Saved data entries

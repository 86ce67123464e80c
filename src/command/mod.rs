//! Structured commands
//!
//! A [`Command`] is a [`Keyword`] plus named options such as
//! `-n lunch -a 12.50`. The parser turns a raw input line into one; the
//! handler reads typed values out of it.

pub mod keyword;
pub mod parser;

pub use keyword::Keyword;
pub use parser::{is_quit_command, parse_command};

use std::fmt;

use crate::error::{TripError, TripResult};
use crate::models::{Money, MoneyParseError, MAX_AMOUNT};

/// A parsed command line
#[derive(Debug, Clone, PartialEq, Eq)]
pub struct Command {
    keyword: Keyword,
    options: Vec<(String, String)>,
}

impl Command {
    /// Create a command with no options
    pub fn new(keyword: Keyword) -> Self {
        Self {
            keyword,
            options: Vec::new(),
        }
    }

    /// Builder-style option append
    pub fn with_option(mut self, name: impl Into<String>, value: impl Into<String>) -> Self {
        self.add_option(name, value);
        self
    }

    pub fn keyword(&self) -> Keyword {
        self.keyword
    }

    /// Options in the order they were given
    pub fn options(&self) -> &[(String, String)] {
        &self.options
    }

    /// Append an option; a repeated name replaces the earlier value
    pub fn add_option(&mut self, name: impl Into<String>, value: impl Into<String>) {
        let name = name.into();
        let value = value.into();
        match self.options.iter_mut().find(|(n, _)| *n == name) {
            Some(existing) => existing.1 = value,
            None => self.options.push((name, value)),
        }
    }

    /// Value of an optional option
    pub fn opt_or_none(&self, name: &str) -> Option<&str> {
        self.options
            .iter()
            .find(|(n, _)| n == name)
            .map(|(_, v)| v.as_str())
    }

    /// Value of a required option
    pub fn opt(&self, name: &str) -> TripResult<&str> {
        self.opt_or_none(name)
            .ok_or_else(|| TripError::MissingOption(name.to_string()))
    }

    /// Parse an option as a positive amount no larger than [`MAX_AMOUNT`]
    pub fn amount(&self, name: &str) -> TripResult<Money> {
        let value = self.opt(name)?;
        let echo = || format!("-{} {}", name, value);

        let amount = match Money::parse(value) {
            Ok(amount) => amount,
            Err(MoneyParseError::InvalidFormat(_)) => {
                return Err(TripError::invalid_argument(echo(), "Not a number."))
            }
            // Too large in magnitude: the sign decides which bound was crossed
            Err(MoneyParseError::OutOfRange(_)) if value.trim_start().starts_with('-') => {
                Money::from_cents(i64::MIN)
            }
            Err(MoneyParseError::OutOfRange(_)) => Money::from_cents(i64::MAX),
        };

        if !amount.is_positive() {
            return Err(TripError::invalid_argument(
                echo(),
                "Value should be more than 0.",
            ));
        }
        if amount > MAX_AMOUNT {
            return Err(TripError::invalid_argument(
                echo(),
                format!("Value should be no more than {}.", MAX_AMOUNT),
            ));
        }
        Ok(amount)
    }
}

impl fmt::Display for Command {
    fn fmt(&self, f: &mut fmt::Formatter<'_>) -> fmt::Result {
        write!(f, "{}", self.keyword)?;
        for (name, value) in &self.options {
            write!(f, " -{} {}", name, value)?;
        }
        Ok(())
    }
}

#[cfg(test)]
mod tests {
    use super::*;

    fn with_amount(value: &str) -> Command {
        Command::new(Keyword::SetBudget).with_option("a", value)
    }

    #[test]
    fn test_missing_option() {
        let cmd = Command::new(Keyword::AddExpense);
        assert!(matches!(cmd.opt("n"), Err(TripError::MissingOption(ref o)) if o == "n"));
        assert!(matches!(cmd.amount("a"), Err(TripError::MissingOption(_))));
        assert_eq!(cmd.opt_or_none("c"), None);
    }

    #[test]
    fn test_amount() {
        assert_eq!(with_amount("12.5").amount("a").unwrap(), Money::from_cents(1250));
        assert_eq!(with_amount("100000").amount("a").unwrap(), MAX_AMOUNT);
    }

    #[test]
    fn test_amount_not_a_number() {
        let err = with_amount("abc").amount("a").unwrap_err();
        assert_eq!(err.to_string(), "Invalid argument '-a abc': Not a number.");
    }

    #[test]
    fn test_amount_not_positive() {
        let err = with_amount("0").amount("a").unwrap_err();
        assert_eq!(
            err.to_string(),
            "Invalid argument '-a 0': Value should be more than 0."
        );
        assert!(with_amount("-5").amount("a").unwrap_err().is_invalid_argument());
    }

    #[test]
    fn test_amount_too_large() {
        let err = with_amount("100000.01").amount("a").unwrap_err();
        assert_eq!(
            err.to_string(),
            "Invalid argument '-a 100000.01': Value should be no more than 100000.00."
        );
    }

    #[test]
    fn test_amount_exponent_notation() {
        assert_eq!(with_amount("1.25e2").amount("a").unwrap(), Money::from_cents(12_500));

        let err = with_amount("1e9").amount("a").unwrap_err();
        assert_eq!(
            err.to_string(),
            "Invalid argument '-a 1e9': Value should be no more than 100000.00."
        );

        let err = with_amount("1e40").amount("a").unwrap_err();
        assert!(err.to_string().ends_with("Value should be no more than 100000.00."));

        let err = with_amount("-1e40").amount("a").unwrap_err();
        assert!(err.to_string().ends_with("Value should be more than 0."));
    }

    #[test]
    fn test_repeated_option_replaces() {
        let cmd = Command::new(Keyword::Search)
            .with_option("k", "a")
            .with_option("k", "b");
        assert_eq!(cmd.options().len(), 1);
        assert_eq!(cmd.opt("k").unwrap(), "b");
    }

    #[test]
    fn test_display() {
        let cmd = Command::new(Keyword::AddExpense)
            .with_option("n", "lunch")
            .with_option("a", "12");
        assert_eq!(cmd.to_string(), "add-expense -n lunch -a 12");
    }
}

---

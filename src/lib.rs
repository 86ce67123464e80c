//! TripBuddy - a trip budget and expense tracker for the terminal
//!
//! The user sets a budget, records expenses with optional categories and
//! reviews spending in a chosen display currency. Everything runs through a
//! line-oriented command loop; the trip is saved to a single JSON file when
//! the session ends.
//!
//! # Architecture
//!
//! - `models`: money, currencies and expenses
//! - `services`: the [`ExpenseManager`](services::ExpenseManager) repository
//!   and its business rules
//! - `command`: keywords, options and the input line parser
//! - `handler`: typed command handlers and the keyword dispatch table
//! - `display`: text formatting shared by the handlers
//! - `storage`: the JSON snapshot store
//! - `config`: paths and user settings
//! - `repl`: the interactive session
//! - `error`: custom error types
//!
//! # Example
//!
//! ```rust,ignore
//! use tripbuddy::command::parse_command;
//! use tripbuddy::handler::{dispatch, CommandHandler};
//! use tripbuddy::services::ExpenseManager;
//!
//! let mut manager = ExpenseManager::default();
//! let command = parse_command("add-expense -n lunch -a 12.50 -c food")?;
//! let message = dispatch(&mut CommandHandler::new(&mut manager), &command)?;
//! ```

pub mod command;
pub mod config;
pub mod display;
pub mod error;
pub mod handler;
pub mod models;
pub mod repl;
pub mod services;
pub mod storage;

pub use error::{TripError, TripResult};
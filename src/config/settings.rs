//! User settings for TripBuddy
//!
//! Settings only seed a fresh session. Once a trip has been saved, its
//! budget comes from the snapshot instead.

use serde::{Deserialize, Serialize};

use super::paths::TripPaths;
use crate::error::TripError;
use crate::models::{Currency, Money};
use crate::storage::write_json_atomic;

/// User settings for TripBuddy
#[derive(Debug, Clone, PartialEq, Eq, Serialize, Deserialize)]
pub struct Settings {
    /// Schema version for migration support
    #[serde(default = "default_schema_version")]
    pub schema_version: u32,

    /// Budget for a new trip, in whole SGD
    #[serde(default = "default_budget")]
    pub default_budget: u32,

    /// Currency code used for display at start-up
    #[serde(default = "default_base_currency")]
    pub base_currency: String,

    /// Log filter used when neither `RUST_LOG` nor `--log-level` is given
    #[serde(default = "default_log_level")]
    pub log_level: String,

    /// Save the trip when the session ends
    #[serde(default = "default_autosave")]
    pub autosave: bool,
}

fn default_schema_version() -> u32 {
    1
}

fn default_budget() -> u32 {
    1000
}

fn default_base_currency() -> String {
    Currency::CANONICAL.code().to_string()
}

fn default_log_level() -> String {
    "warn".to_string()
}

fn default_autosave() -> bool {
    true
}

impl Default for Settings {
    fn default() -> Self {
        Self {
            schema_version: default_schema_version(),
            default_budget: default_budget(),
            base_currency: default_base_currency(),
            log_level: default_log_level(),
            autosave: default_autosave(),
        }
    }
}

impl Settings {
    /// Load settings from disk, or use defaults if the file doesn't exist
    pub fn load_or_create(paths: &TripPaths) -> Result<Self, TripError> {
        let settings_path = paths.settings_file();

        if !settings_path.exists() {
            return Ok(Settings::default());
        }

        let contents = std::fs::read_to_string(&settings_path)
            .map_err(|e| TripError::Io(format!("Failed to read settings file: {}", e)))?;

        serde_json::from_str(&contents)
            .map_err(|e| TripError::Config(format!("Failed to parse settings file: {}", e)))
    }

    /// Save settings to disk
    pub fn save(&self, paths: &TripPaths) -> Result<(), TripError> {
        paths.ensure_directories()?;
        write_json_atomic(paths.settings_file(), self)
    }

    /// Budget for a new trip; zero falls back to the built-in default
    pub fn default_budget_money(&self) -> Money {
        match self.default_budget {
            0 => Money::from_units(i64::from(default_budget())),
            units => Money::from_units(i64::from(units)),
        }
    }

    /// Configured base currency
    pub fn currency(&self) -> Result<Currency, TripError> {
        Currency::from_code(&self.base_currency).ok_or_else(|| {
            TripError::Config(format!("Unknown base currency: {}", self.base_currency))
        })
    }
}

- **INSTRUCTIONS TO FOLLOW**:
Given the records above, reproduce precisely and only the lines between the line holding "Log filter used" and the line holding "pub fn load_or_create(paths: &TripPaths)", inclusive.

- **OUTPUT FOR THIS TASK**:
    /// Log filter used when neither `RUST_LOG` nor `--log-level` is given
    #[serde(default = "default_log_level")]
    pub log_level: String,

    /// Save the trip when the session ends
    #[serde(default = "default_autosave")]
    pub autosave: bool,
}

fn default_schema_version() -> u32 {
    1
}

fn default_budget() -> u32 {
    1000
}

fn default_base_currency() -> String {
    Currency::CANONICAL.code().to_string()
}

fn default_log_level() -> String {
    "warn".to_string()
}

fn default_autosave() -> bool {
    true
}

impl Default for Settings {
    fn default() -> Self {
        Self {
            schema_version: default_schema_version(),
            default_budget: default_budget(),
            base_currency: default_base_currency(),
            log_level: default_log_level(),
            autosave: default_autosave(),
        }
    }
}

impl Settings {
    /// Load settings from disk, or use defaults if the file doesn't exist
    pub fn load_or_create(paths: &TripPaths) -> Result<Self, TripError> {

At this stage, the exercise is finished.